Togaware DATA MINING
Desktop Survival Guide
by Graham Williams
Google


Graphics in R

As well as being a package of choice for many statisticians, R is capable of producing excellent graphics in many formats, including PostScript, PDF, PNG (for vector images and text), and JPG (for colorful images).

R has a number of options for generating plots. The traditional, but now quite dated package, is the graphics package.

The grid package provides a newer approach to generating plots whilst the lattice package provides many high level graphics functions with good defaults for effective presentation, based on the Cleveland book Visualizing Data. lattice is not so good for building new types of plots--use grid for that. The lattice package allows quite complex plots to be generated relatively easily.

The ggplot2 is the newest plotting development, based on the idea of a grammar for graphics by Wilkinson. The default theme for producing plots is based on the collective wisdom of Tufte, Brewer, Carr, Sun, and Cleveland.

Example code presented in the following chapters will illustrate the generation of publication quality PDF (portable document format) graphics that can be viewed with many viewers, including Adobe's Acrobat. However, R supports many output formats, including PNG (portable network graphics, supported by many web browsers and importable into many word processors), JPG, and PostScript. Another format supported is XFIG. Such output is editable with the xfig graphics editor, allowing further annotations and modifications to be made to the automatically generated plot. The XFIG graphics can then be converted to an even larger collection of graphics formats, including PDF. For the graphics actually presented here in the book R has been used, in fact, to generate XFIG output which is then converted to PDF. Thus the code examples here, generating PDF directly, may give slightly different layouts to the figures that actually appear here.

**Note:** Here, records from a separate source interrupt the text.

// SPDX-License-Identifier: AGPL-3.0-only
// Copyright (C) 2026 Alex Sizykh

use anyhow::{Context, Result, anyhow};
use russh_sftp::client::SftpSession;
use russh_sftp::protocol::{FileAttributes, OpenFlags, StatusCode};
use std::ffi::OsString;
use std::path::{Path, PathBuf};
use tokio::fs as tokiofs;
use tokio::io::{AsyncRead, AsyncWriteExt};

use super::SessionManager;

impl SessionManager {
    async fn sftp(&self) -> Result<SftpSession> {
        let guard = self.handle.lock().await;
        let handle = guard
            .as_ref()
            .ok_or_else(|| anyhow!("SSH handle lost before opening SFTP"))?;
        let channel = handle.channel_open_session().await?;
        channel.request_subsystem(true, "sftp").await?;
        let sftp = SftpSession::new(channel.into_stream()).await?;
        Ok(sftp)
    }

    /// Copy `local_path` into `remote_dir` under its own file name,
    /// creating the directory and replacing an existing file.
    pub(crate) async fn upload_file(&self, local_path: &Path, remote_dir: &str) -> Result<String> {
        let file_name = local_path
            .file_name()
            .ok_or_else(|| anyhow!("{} has no file name", local_path.display()))?
            .to_string_lossy()
            .into_owned();
        let mut local = tokiofs::File::open(local_path)
            .await
            .with_context(|| format!("opening {}", local_path.display()))?;

        let sftp = self.sftp().await?;
        let result = upload_into(&sftp, &mut local, &sftp_path(remote_dir), &file_name).await;
        let _ = sftp.close().await;
        if let Ok(remote_path) = &result {
            tracing::debug!(
                local = %local_path.display(),
                remote = %remote_path,
                "uploaded over sftp"
            );
        }
        result
    }

    /// Copy `remote_path` to `local_path`. `local_path` is only replaced once
    /// the whole file has arrived; nothing is created locally when the
    /// remote file cannot be opened.
    pub(crate) async fn download_file(&self, remote_path: &str, local_path: &Path) -> Result<()> {
        let sftp = self.sftp().await?;
        let result = download_into(&sftp, &sftp_path(remote_path), local_path).await;
        let _ = sftp.close().await;
        result
    }
}

async fn upload_into(
    sftp: &SftpSession,
    local: &mut tokiofs::File,
    remote_dir: &str,
    file_name: &str,
) -> Result<String> {
    ensure_remote_dir(sftp, remote_dir).await?;
    let remote_path = join_sftp(remote_dir, file_name);
    let flags = OpenFlags::WRITE
        .union(OpenFlags::CREATE)
        .union(OpenFlags::TRUNCATE);
    let mut rfile = sftp
        .open_with_flags(&remote_path, flags)
        .await
        .with_context(|| format!("opening remote file {remote_path}"))?;
    tokio::io::copy(local, &mut rfile)
        .await
        .with_context(|| format!("writing remote file {remote_path}"))?;
    rfile.flush().await?;
    rfile.shutdown().await?;
    Ok(remote_path)
}

async fn download_into(sftp: &SftpSession, remote_path: &str, local_path: &Path) -> Result<()> {
    let mut rfile = sftp
        .open(remote_path)
        .await
        .with_context(|| format!("opening remote file {remote_path}"))?;
    if let Some(parent) = local_path.parent().filter(|p| !p.as_os_str().is_empty()) {
        tokiofs::create_dir_all(parent).await?;
    }
    write_replacing(&mut rfile, local_path)
        .await
        .with_context(|| format!("reading remote file {remote_path}"))
}

/// Stream `reader` into a `.part` sibling and rename it over `target`.
/// On failure the partial file is removed and `target` is left untouched.
async fn write_replacing<R>(reader: &mut R, target: &Path) -> Result<()>
where
    R: AsyncRead + Unpin,
{
    let partial = partial_path(target);
    let written = async {
        let mut file = tokiofs::File::create(&partial).await?;
        tokio::io::copy(reader, &mut file).await?;
        file.flush().await
    }
    .await;
    if let Err(err) = written {
        let _ = tokiofs::remove_file(&partial).await;
        return Err(err).with_context(|| format!("writing {}", partial.display()));
    }
    tokiofs::rename(&partial, target)
        .await
        .with_context(|| format!("moving {} into place", partial.display()))
}

fn partial_path(target: &Path) -> PathBuf {
    let mut name = target.file_name().map(OsString::from).unwrap_or_default();
    name.push(".part");
    target.with_file_name(name)
}

async fn ensure_remote_dir(sftp: &SftpSession, remote_dir: &str) -> Result<()> {
    for cur in build_remote_dir_paths(remote_dir) {
        match sftp.metadata(&cur).await {
            Ok(meta) => {
                if !meta.is_dir() {
                    return Err(anyhow!(
                        "remote path exists but is not a directory: {}",
                        cur
                    ));
                }
            }
            Err(e) => {
                tracing::debug!(path = %cur, "creating remote directory after metadata error: {e}");
                let attrs = FileAttributes {
                    permissions: Some(0o700),
                    ..Default::default()
                };
                sftp.create_dir(&cur)
                    .await
                    .with_context(|| format!("creating path {}", &cur))?;
                if let Err(e) = sftp.set_metadata(&cur, attrs).await {
                    if is_permission_denied(&e) {
                        tracing::debug!(path = %cur, "permission denied when setting metadata: {e}");
                    } else {
                        tracing::warn!(path = %cur, "error when setting metadata: {e}");
                    }
                }
            }
        }
    }
    Ok(())
}

/// SFTP does not expand `~`; paths relative to the login directory are
/// already resolved against home.
fn sftp_path(path: &str) -> String {
    match path {
        "~" => ".".to_string(),
        _ => match path.strip_prefix("~/") {
            Some(rest) if rest.is_empty() => ".".to_string(),
            Some(rest) => rest.to_string(),
            None => path.to_string(),
        },
    }
}

fn join_sftp(dir: &str, name: &str) -> String {
    match dir.trim_end_matches('/') {
        "" if dir.starts_with('/') => format!("/{name}"),
        "" | "." => name.to_string(),
        trimmed => format!("{trimmed}/{name}"),
    }
}

/// Every directory prefix of `remote_dir`, outermost first. The root and
/// the current directory are assumed to exist.
fn build_remote_dir_paths(remote_dir: &str) -> Vec<String> {
    let absolute = remote_dir.starts_with('/');
    let mut paths = Vec::new();
    let mut cur = String::new();
    for seg in remote_dir.split('/') {
        if seg.is_empty() || seg == "." {
            continue;
        }
        if cur.is_empty() {
            cur = if absolute {
                format!("/{seg}")
            } else {
                seg.to_string()
            };
        } else {
            cur = format!("{cur}/{seg}");
        }
        paths.push(cur.clone());
    }
    paths
}

fn is_permission_denied(err: &russh_sftp::client::error::Error) -> bool {
    match err {
        russh_sftp::client::error::Error::Status(status) => {
            status.status_code == StatusCode::PermissionDenied
        }
        russh_sftp::client::error::Error::IO(msg) => {
            msg.to_lowercase().contains("permission denied")
        }
        _ => false,
    }
}

#[cfg(test)]
mod tests {
    use super::*;

    #[test]
    fn remote_dir_prefixes_for_absolute_and_relative_paths() {
        assert_eq!(
            build_remote_dir_paths("/lustre/home/stu658/cuda-test/"),
            vec![
                "/lustre",
                "/lustre/home",
                "/lustre/home/stu658",
                "/lustre/home/stu658/cuda-test",
            ]
        );
        assert_eq!(build_remote_dir_paths("cuda-test/./run"), vec!["cuda-test", "cuda-test/run"]);
        assert!(build_remote_dir_paths("/").is_empty());
        assert!(build_remote_dir_paths(".").is_empty());
    }

    #[test]
    fn tilde_paths_become_home_relative() {
        assert_eq!(sftp_path("~/cuda-test"), "cuda-test");
        assert_eq!(sftp_path("~"), ".");
        assert_eq!(sftp_path("~/"), ".");
        assert_eq!(sftp_path("/abs/dir"), "/abs/dir");
        assert_eq!(sftp_path("~other/dir"), "~other/dir");
    }

    #[test]
    fn join_sftp_handles_root_and_current_dir() {
        assert_eq!(join_sftp("/work/", "cuda.cu"), "/work/cuda.cu");
        assert_eq!(join_sftp("/", "cuda.cu"), "/cuda.cu");
        assert_eq!(join_sftp(".", "cuda.cu"), "cuda.cu");
        assert_eq!(join_sftp("cuda-test", "cuda.cu"), "cuda-test/cuda.cu");
    }

    struct BrokenReader {
        sent: bool,
    }

    impl AsyncRead for BrokenReader {
        fn poll_read(
            mut self: std::pin::Pin<&mut Self>,
            _cx: &mut std::task::Context<'_>,
            buf: &mut tokio::io::ReadBuf<'_>,
        ) -> std::task::Poll<std::io::Result<()>> {
            if self.sent {
                return std::task::Poll::Ready(Err(std::io::Error::new(
                    std::io::ErrorKind::ConnectionReset,
                    "connection reset",
                )));
            }
            self.sent = true;
            buf.put_slice(b"partial");
            std::task::Poll::Ready(Ok(()))
        }
    }

    #[test]
    fn partial_path_is_a_sibling() {
        assert_eq!(
            partial_path(Path::new("/out/42.err")),
            PathBuf::from("/out/42.err.part")
        );
    }

    #[tokio::test]
    async fn interrupted_copy_leaves_target_untouched() {
        let dir = tempfile::TempDir::new().unwrap();
        let target = dir.path().join("42.err");
        std::fs::write(&target, "previous run").unwrap();

        let err = write_replacing(&mut BrokenReader { sent: false }, &target)
            .await
            .unwrap_err();
        assert!(format!("{err:#}").contains("connection reset"));
        assert_eq!(std::fs::read_to_string(&target).unwrap(), "previous run");
        assert!(!partial_path(&target).exists());

        let fresh = dir.path().join("43.err");
        let err = write_replacing(&mut BrokenReader { sent: false }, &fresh)
            .await
            .unwrap_err();
        assert!(err.chain().any(|cause| cause.is::<std::io::Error>()));
        assert!(!fresh.exists());
    }

    #[tokio::test]
    async fn completed_copy_replaces_target() {
        let dir = tempfile::TempDir::new().unwrap();
        let target = dir.path().join("42.out");
        std::fs::write(&target, "stale").unwrap();
        let mut reader: &[u8] = b"done\n";
        write_replacing(&mut reader, &target).await.unwrap();
        assert_eq!(std::fs::read_to_string(&target).unwrap(), "done\n");
        assert!(!partial_path(&target).exists());
    }

    #[test]
    fn permission_denied_detection() {
        let err = russh_sftp::client::error::Error::IO("Permission denied (os error 13)".into());
        assert!(is_permission_denied(&err));
        let err = russh_sftp::client::error::Error::IO("broken pipe".into());
        assert!(!is_permission_denied(&err));
    }
}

A highly interoperable approach is to generate graphs in FIG format which can then be loaded into the xfig application, for example, for further editing. This allows, for example, minor changes to be made to fine tune the graphics, but at the cost of losing the ability to automatically regenerate the plot from the original R code. For LATEX processing the rubber package (under Debian GNU/Linux) will automatically convert them to the appropriate EPS or PDF format. Of course, xfig can also generate PNG and JPG and many other formats.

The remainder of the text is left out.